5. Practical Applications and Industrial Integration

Online conformal testing has significant implications in practical settings:

  • Real-time Change and Anomaly Detection: Online conformal martingale-based detectors are embedded in cloud services (e.g., Microsoft Azure's Time Series Anomaly Detection module) and industrial platforms, providing mechanisms for automatic drift and faults monitoring (Vovk, 2019).
  • Adaptive Monitoring: These procedures ensure that machine learning models deployed in dynamic environments remain valid and can quickly flag performance deterioration, prompting retraining or intervention.
  • Self-diagnosis and Model Monitoring: By decomposing conformal martingales, practitioners can attribute detected drift to specific causes (concept or label shifts), which is foundational for actionable responses in complex pipelines (Vovk, 2020).

The distribution-free nature of conformal testing enables deployment in domains where the data-generating mechanism is uncertain or nonstationary, such as finance, predictive maintenance, and cyber-physical systems.

6. Methodological Considerations and Limitations

Several methodological aspects and limitations frame the usage of online conformal testing:

  • Randomization: Classical conformal testing relies on randomized p-values to guarantee uniform marginal behavior and validity, whereas conformal e-testing provides direct evidence accumulation without randomization (Vovk et al., 2020).
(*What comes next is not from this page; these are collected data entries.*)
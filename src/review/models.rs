use buks_shop::schema::reviews;
use chrono::{DateTime, Utc};
use diesel::prelude::*;
use serde::{Deserialize, Serialize};
use uuid::Uuid;
use validator::Validate;

#[derive(Queryable, Selectable, Identifiable, Debug, Serialize)]
#[diesel(table_name=reviews)]
#[diesel(check_for_backend(diesel::pg::Pg))]
pub struct Review {
    pub id: i32,
    pub customer_id: Uuid,
    pub order_id: Option<i32>,
    pub rating: i32,
    pub comment: String,
    pub created_at: DateTime<Utc>,
}

#[derive(Insertable)]
#[diesel(table_name=reviews)]
pub struct NewReview {
    pub customer_id: Uuid,
    pub order_id: Option<i32>,
    pub rating: i32,
    pub comment: String,
}

#[derive(Deserialize, Validate)]
pub struct CreateReviewRequest {
    pub order_id: Option<i32>,
    #[validate(range(min = 1, max = 5))]
    pub rating: i32,
    #[validate(length(min = 1, max = 2000))]
    pub comment: String,
}

/// Testimonial shape for the landing page.
#[derive(Queryable, Serialize)]
pub struct Testimonial {
    pub rating: i32,
    pub comment: String,
    pub created_at: DateTime<Utc>,
    pub customer_name: String,
    pub customer_avatar: Option<String>,
}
However, the absence of randomization may complicate strong sequential validity.
  • Adaptivity: Classical test martingales permit adaptivity of the betting function to observed evidence; e-testing procedures typically do not incorporate past outcomes, which may reduce responsiveness to changing conditions.
  • Martingale Decomposition and Model Reduction: Conformal testing is inextricably linked to the deliberate reduction ("forgetting") of data. Rather than working with the full data filtration, conformal methods operate on reduced summaries (e.g., p-values), which is required for effective hypothesis testing in minimally constrained nulls (such as exchangeability) (Vovk, 10 Feb 2024). This perspective is pivotal for unifying conformal testing with more general martingale-based sequential testing methodologies.
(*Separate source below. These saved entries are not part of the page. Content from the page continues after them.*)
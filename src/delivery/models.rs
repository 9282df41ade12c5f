use buks_shop::schema::delivery_fees;
use diesel::prelude::*;
use serde::{Deserialize, Serialize};
use validator::Validate;

/// A weight band and its shipping fee. Bands are stored sorted by
/// `min_weight`; a `None` max_weight makes the top band open-ended.
#[derive(Queryable, Selectable, Identifiable, Debug, PartialEq, Serialize)]
#[diesel(table_name=delivery_fees)]
#[diesel(check_for_backend(diesel::pg::Pg))]
pub struct DeliveryFee {
    pub id: i32,
    pub min_weight: f64,
    pub max_weight: Option<f64>,
    pub fee: f64,
}

#[derive(Insertable, Deserialize, Validate)]
#[diesel(table_name=delivery_fees)]
pub struct NewDeliveryFee {
    #[validate(range(min = 0.0))]
    pub min_weight: f64,
    pub max_weight: Option<f64>,
    #[validate(range(min = 0.0))]
    pub fee: f64,
}

#[derive(Deserialize)]
pub struct QuoteQuery {
    pub weight: f64,
}

#[derive(Serialize)]
pub struct Quote {
    pub weight: f64,
    pub fee: f64,
}

/// Picks the fee for a package weight: first band (in min_weight order)
/// whose range contains the weight. No matching band means free delivery,
/// mirroring the storefront cart rule.
pub fn pick_fee(bands: &[DeliveryFee], weight: f64) -> f64 {
    bands
        .iter()
        .find(|band| {
            weight >= band.min_weight && band.max_weight.is_none_or(|max| weight <= max)
        })
        .map(|band| band.fee)
        .unwrap_or(0.0)
}

#[cfg(test)]
mod tests {
    use super::*;

    fn band(id: i32, min: f64, max: Option<f64>, fee: f64) -> DeliveryFee {
        DeliveryFee {
            id,
            min_weight: min,
            max_weight: max,
            fee,
        }
    }

    fn bands() -> Vec<DeliveryFee> {
        vec![
            band(1, 0.0, Some(1.0), 2.99),
            band(2, 1.0, Some(5.0), 4.99),
            band(3, 5.0, None, 9.99),
        ]
    }

    #[test]
    fn weight_matches_first_containing_band() {
        assert_eq!(pick_fee(&bands(), 0.4), 2.99);
        assert_eq!(pick_fee(&bands(), 3.2), 4.99);
    }

    #[test]
    fn boundary_weight_matches_lower_band() {
        // 1.0 sits in both bands; the first in min_weight order wins
        assert_eq!(pick_fee(&bands(), 1.0), 2.99);
    }

    #[test]
    fn open_ended_top_band_catches_heavy_packages() {
        assert_eq!(pick_fee(&bands(), 42.0), 9.99);
    }

    #[test]
    fn no_matching_band_means_free_delivery() {
        let gapped = vec![band(1, 2.0, Some(5.0), 4.99)];
        assert_eq!(pick_fee(&gapped, 1.0), 0.0);
        assert_eq!(pick_fee(&[], 3.0), 0.0);
    }
}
Future directions highlighted include systematic comparison and optimization of nonconformity measures, extension to more general group-invariant structures, assessment of statistical power versus information reduction, and comprehensive treatment of adversarial or highly nonstationary regimes. The paper of the balance between efficiency and validity, especially under model misspecification and real-world constraints, remains central for advancing online conformal testing.

7. Summary Table: Core Components of Online Conformal Testing

Component Functionality Notable Reference
Conformal Martingale Accumulates evidence for/against null sequentially (Vovk, 2019)
Nonconformity Score Quantifies atypicality for each new observation (Vovk, 2019)
Conformal Transducer Converts scores to p-values (perm.-invariant) (Vovk, 2020)
Randomization Ensures uniformity and sequential validity (Vovk et al., 2020)
e-Testing Accumulates e-values, simplifies randomization (Vovk et al., 2020)
Martingale Decomposition Separates concept and label shift detection (Vovk, 2020)
Validity (Ville's Inequality) Controls type I error via maximal martingale bound (Vovk, 2019)
Efficiency Detection power and response speed (depends on design) (Vovk et al., 2020)

This table encapsulates the main components and their roles within the online conformal testing framework, referencing the primary foundational works.